** Supplied information follows **

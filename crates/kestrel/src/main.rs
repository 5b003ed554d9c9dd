// SPDX-FileCopyrightText: 2026 Kestrel Contributors
// SPDX-License-Identifier: MIT OR Apache-2.0

//! Kestrel - question answering over visual inspection data.
//!
//! This is the binary entry point.

#[cfg(not(target_env = "msvc"))]
use tikv_jemallocator::Jemalloc;

#[cfg(not(target_env = "msvc"))]
#[global_allocator]
static GLOBAL: Jemalloc = Jemalloc;

mod runtime;
mod shell;

use std::path::PathBuf;

use clap::{Parser, Subcommand};
use colored::Colorize;
use kestrel_config::KestrelConfig;
use kestrel_core::KestrelError;
use tracing_subscriber::EnvFilter;

use crate::runtime::Runtime;

/// Records indexed before a vector-search query when no limit is given.
const DEFAULT_INDEX_LIMIT: usize = 500;

/// Kestrel - question answering over visual inspection data.
#[derive(Parser, Debug)]
#[command(name = "kestrel", version, about, long_about = None)]
struct Cli {
    /// Configuration file; defaults to the XDG lookup.
    #[arg(long, global = true)]
    config: Option<PathBuf>,

    /// Log level for Kestrel crates (overrides `engine.log_level`).
    #[arg(long, global = true)]
    log_level: Option<String>,

    #[command(subcommand)]
    command: Option<Commands>,
}

/// Available subcommands.
#[derive(Subcommand, Debug)]
enum Commands {
    /// Answer one question and exit.
    Ask {
        text: String,
        /// Ignore conversation context and long-term memory.
        #[arg(long)]
        no_context: bool,
        /// Skip grading the answer.
        #[arg(long)]
        no_reflection: bool,
        /// Add similar records from the semantic index.
        #[arg(long)]
        vector_search: bool,
    },
    /// Launch an interactive session.
    Shell {
        #[arg(long)]
        vector_search: bool,
    },
    /// Manage long-term memory.
    Memory {
        #[command(subcommand)]
        action: MemoryCommand,
    },
    /// Index recent records for vector search and print index statistics.
    Index {
        #[arg(long, default_value_t = DEFAULT_INDEX_LIMIT)]
        limit: usize,
    },
    /// Manage Kestrel configuration.
    Config {
        #[command(subcommand)]
        action: ConfigCommand,
    },
}

#[derive(Subcommand, Debug)]
enum MemoryCommand {
    /// Write long-term memory to a file (default: the snapshot path).
    Save { path: Option<PathBuf> },
    /// Replace long-term memory with a file's contents.
    Load { path: PathBuf },
    /// Forget every insight, pattern and summary.
    Clear,
    /// Print long-term memory statistics.
    Stats,
}

#[derive(Subcommand, Debug)]
enum ConfigCommand {
    /// Validate the configuration and exit.
    Check,
}

#[tokio::main]
async fn main() {
    let cli = Cli::parse();

    let loaded = match &cli.config {
        Some(path) => kestrel_config::load_and_validate_path(path),
        None => kestrel_config::load_and_validate(),
    };
    let config = match loaded {
        Ok(config) => config,
        Err(errors) => {
            kestrel_config::render_errors(&errors);
            std::process::exit(1);
        }
    };

    init_tracing(cli.log_level.as_deref().unwrap_or(&config.engine.log_level));

    if let Err(e) = run(cli.command, config).await {
        eprintln!("{}: {e}", "error".red());
        std::process::exit(1);
    }
}

fn init_tracing(level: &str) {
    let filter = EnvFilter::try_from_default_env()
        .unwrap_or_else(|_| EnvFilter::new(format!("kestrel={level},warn")));
    tracing_subscriber::fmt()
        .with_env_filter(filter)
        .with_writer(std::io::stderr)
        .init();
}

async fn run(command: Option<Commands>, config: KestrelConfig) -> Result<(), KestrelError> {
    match command {
        Some(Commands::Config {
            action: ConfigCommand::Check,
        }) => {
            println!(
                "{} (model={}, mode={:?})",
                "config ok".green(),
                config.ollama.model,
                config.engine.mode
            );
            Ok(())
        }
        Some(Commands::Ask {
            text,
            no_context,
            no_reflection,
            vector_search,
        }) => {
            let mut runtime = Runtime::start(&config).await?;
            if vector_search {
                runtime.index_recent(DEFAULT_INDEX_LIMIT).await?;
            }
            let answer = runtime
                .session
                .process_query(&text, !no_context, !no_reflection, vector_search)
                .await;
            println!("{answer}");
            runtime.save_snapshot().await;
            Ok(())
        }
        Some(Commands::Shell { vector_search }) => {
            let mut runtime = Runtime::start(&config).await?;
            shell::run_shell(&mut runtime, vector_search).await
        }
        None => {
            let mut runtime = Runtime::start(&config).await?;
            shell::run_shell(&mut runtime, false).await
        }
        Some(Commands::Memory { action }) => {
            let mut runtime = Runtime::start(&config).await?;
            match action {
                MemoryCommand::Save { path } => {
                    let path = path.unwrap_or_else(|| runtime.snapshot_path().to_path_buf());
                    runtime.session.save_memories(&path).await?;
                    println!("memories saved to {}", path.display());
                }
                MemoryCommand::Load { path } => {
                    runtime.session.load_memories(&path).await?;
                    runtime.save_snapshot().await;
                    println!("memories loaded from {}", path.display());
                }
                MemoryCommand::Clear => {
                    runtime.session.clear_long_term_memory().await;
                    runtime.save_snapshot().await;
                    println!("long-term memory cleared");
                }
                MemoryCommand::Stats => {
                    let stats = runtime.session.engine_stats().await;
                    print_json(&stats.long_term)?;
                }
            }
            Ok(())
        }
        Some(Commands::Index { limit }) => {
            let runtime = Runtime::start(&config).await?;
            let indexed = runtime.index_recent(limit).await?;
            println!("indexed {indexed} records");
            print_json(&runtime.session.engine_stats().await.index)
        }
    }
}

pub(crate) fn print_json(value: &impl serde::Serialize) -> Result<(), KestrelError> {
    let text = serde_json::to_string_pretty(value)
        .map_err(|e| KestrelError::Internal(format!("failed to encode stats: {e}")))?;
    println!("{text}");
    Ok(())
}

#[cfg(test)]
mod tests {
    use super::*;
    use clap::CommandFactory;

    #[test]
    fn cli_definition_is_consistent() {
        Cli::command().debug_assert();
    }

    #[test]
    fn ask_flags_parse() {
        let cli = Cli::try_parse_from([
            "kestrel",
            "--log-level",
            "debug",
            "ask",
            "how many inspections today",
            "--no-reflection",
            "--vector-search",
        ])
        .unwrap();
        assert_eq!(cli.log_level.as_deref(), Some("debug"));
        match cli.command {
            Some(Commands::Ask {
                text,
                no_context,
                no_reflection,
                vector_search,
            }) => {
                assert_eq!(text, "how many inspections today");
                assert!(!no_context);
                assert!(no_reflection);
                assert!(vector_search);
            }
            other => panic!("unexpected command: {other:?}"),
        }
    }

    #[test]
    fn index_limit_defaults() {
        let cli = Cli::try_parse_from(["kestrel", "index"]).unwrap();
        assert!(matches!(
            cli.command,
            Some(Commands::Index {
                limit: DEFAULT_INDEX_LIMIT
            })
        ));
    }

    #[test]
    fn binary_loads_config_defaults() {
        let config = kestrel_config::load_and_validate_str("")
            .expect("default config should be valid");
        assert_eq!(config.reasoning.max_steps, 5);
    }
}
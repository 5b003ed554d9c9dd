// SPDX-FileCopyrightText: 2026 Kestrel Contributors
// SPDX-License-Identifier: MIT OR Apache-2.0

//! Error types for the Kestrel reasoning engine.

use thiserror::Error;

/// The primary error type used across all Kestrel adapter traits and core operations.
#[derive(Debug, Error)]
pub enum KestrelError {
    /// Configuration errors (invalid TOML, missing required fields, type mismatches).
    #[error("configuration error: {0}")]
    Config(String),

    /// Record store errors (database connection, query failure, row decoding).
    #[error("storage error: {source}")]
    Storage {
        source: Box<dyn std::error::Error + Send + Sync>,
    },

    /// Text-completion or embedding backend errors (unreachable, bad status, bad body).
    #[error("provider error: {message}")]
    Provider {
        message: String,
        source: Option<Box<dyn std::error::Error + Send + Sync>>,
    },

    /// A tool invoked by a reasoning engine failed.
    #[error("tool error: {message}")]
    Tool {
        message: String,
        source: Option<Box<dyn std::error::Error + Send + Sync>>,
    },

    /// Snapshot or index persistence failed (file I/O, JSON encoding).
    #[error("persistence error: {message}")]
    Persistence {
        message: String,
        source: Option<Box<dyn std::error::Error + Send + Sync>>,
    },

    /// Requested adapter was not found.
    #[error("adapter not found: {adapter_type}/{name}")]
    AdapterNotFound { adapter_type: String, name: String },

    /// Adapter health check failed.
    #[error("health check failed for {name}: {source}")]
    HealthCheckFailed {
        name: String,
        source: Box<dyn std::error::Error + Send + Sync>,
    },

    /// Operation timed out.
    #[error("operation timed out after {duration:?}")]
    Timeout { duration: std::time::Duration },

    /// Model output could not be parsed into the expected structure.
    #[error("malformed model output: {0}")]
    MalformedOutput(String),

    /// Internal or unexpected errors.
    #[error("internal error: {0}")]
    Internal(String),
}

impl KestrelError {
    /// Returns true when the error means a collaborator could not be reached
    /// at all, as opposed to answering with something unusable.
    pub fn is_unavailable(&self) -> bool {
        matches!(
            self,
            KestrelError::Provider { .. }
                | KestrelError::Timeout { .. }
                | KestrelError::HealthCheckFailed { .. }
                | KestrelError::AdapterNotFound { .. }
        )
    }
}
// SPDX-FileCopyrightText: 2026 Kestrel Contributors
// SPDX-License-Identifier: MIT OR Apache-2.0

//! Built-in tools over the record store and document corpus.

pub mod calculate;
pub mod docs;
pub mod query;
pub mod stats;

pub use calculate::CalculateTool;
pub use docs::SearchDocsTool;
pub use query::QueryDatabaseTool;
pub use stats::{AnalyzeTrendTool, CompareTool, GetStatisticsTool};

use std::str::FromStr;
use std::sync::Arc;

use kestrel_core::text::truncate_chars;
use kestrel_core::{DocumentSearch, Period, RecordStore};
use kestrel_router::IntentClassifier;

use crate::ToolRegistry;

/// Registers all six built-in tools into the given registry.
///
/// `observation_chars` bounds the text returned by the record and document
/// lookups.
pub fn register_builtins(
    registry: &mut ToolRegistry,
    records: Arc<dyn RecordStore>,
    documents: Arc<dyn DocumentSearch>,
    classifier: Arc<IntentClassifier>,
    observation_chars: usize,
) {
    registry.register(Arc::new(QueryDatabaseTool::new(
        records.clone(),
        classifier,
        observation_chars,
    )));
    registry.register(Arc::new(SearchDocsTool::new(documents, observation_chars)));
    registry.register(Arc::new(GetStatisticsTool::new(records.clone())));
    registry.register(Arc::new(CalculateTool::new(records.clone())));
    registry.register(Arc::new(CompareTool::new(records.clone())));
    registry.register(Arc::new(AnalyzeTrendTool::new(records)));
}

/// Clips `text` to `max_chars`, marking the cut with `...`.
pub(crate) fn clip(text: &str, max_chars: usize) -> String {
    let clipped = truncate_chars(text, max_chars);
    if clipped.len() < text.len() {
        format!("{clipped}...")
    } else {
        text.to_string()
    }
}

/// Reads a period from tool input: a bare period name, else the first
/// period mentioned, else `default`.
pub(crate) fn period_from_input(input: &str, default: Period) -> Period {
    let trimmed = input.trim().trim_matches(|c: char| c == '"' || c == '\'');
    Period::from_str(trimmed)
        .ok()
        .or_else(|| IntentClassifier::periods_in(input).first().copied())
        .unwrap_or(default)
}

/// Rounds a percentage to one decimal place for display.
pub(crate) fn round1(value: f64) -> f64 {
    (value * 10.0).round() / 10.0
}

#[cfg(test)]
mod tests {
    use super::*;
    use crate::ToolName;
    use kestrel_test_utils::{MockDocuments, MockRecordStore};

    #[test]
    fn register_builtins_registers_exactly_6_tools() {
        let mut registry = ToolRegistry::new();
        register_builtins(
            &mut registry,
            Arc::new(MockRecordStore::new()),
            Arc::new(MockDocuments::default()),
            Arc::new(IntentClassifier::default()),
            500,
        );
        assert_eq!(registry.len(), 6);
        assert!(registry.missing().is_empty());
        assert!(registry.get(ToolName::Answer).is_none());
    }

    #[test]
    fn period_parsing_from_input() {
        assert_eq!(period_from_input("week", Period::Today), Period::Week);
        assert_eq!(period_from_input("\"MONTH\"", Period::Today), Period::Month);
        assert_eq!(
            period_from_input("stats for yesterday please", Period::Today),
            Period::Yesterday
        );
        assert_eq!(period_from_input("", Period::Week), Period::Week);
        assert_eq!(period_from_input("all", Period::Today), Period::All);
    }

    #[test]
    fn clip_marks_truncation() {
        assert_eq!(clip("abcdef", 3), "abc...");
        assert_eq!(clip("abc", 3), "abc");
    }
}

** End of Supplied information **

## [Try it]
Among the records above, only the lines between the line holding "Manage long-term memory." and the line holding "a file's contents.", inclusive, are to be output, exactly as written.

## [Written response]
    /// Manage long-term memory.
    Memory {
        #[command(subcommand)]
        action: MemoryCommand,
    },
    /// Index recent records for vector search and print index statistics.
    Index {
        #[arg(long, default_value_t = DEFAULT_INDEX_LIMIT)]
        limit: usize,
    },
    /// Manage Kestrel configuration.
    Config {
        #[command(subcommand)]
        action: ConfigCommand,
    },
}

#[derive(Subcommand, Debug)]
enum MemoryCommand {
    /// Write long-term memory to a file (default: the snapshot path).
    Save { path: Option<PathBuf> },
    /// Replace long-term memory with a file's contents.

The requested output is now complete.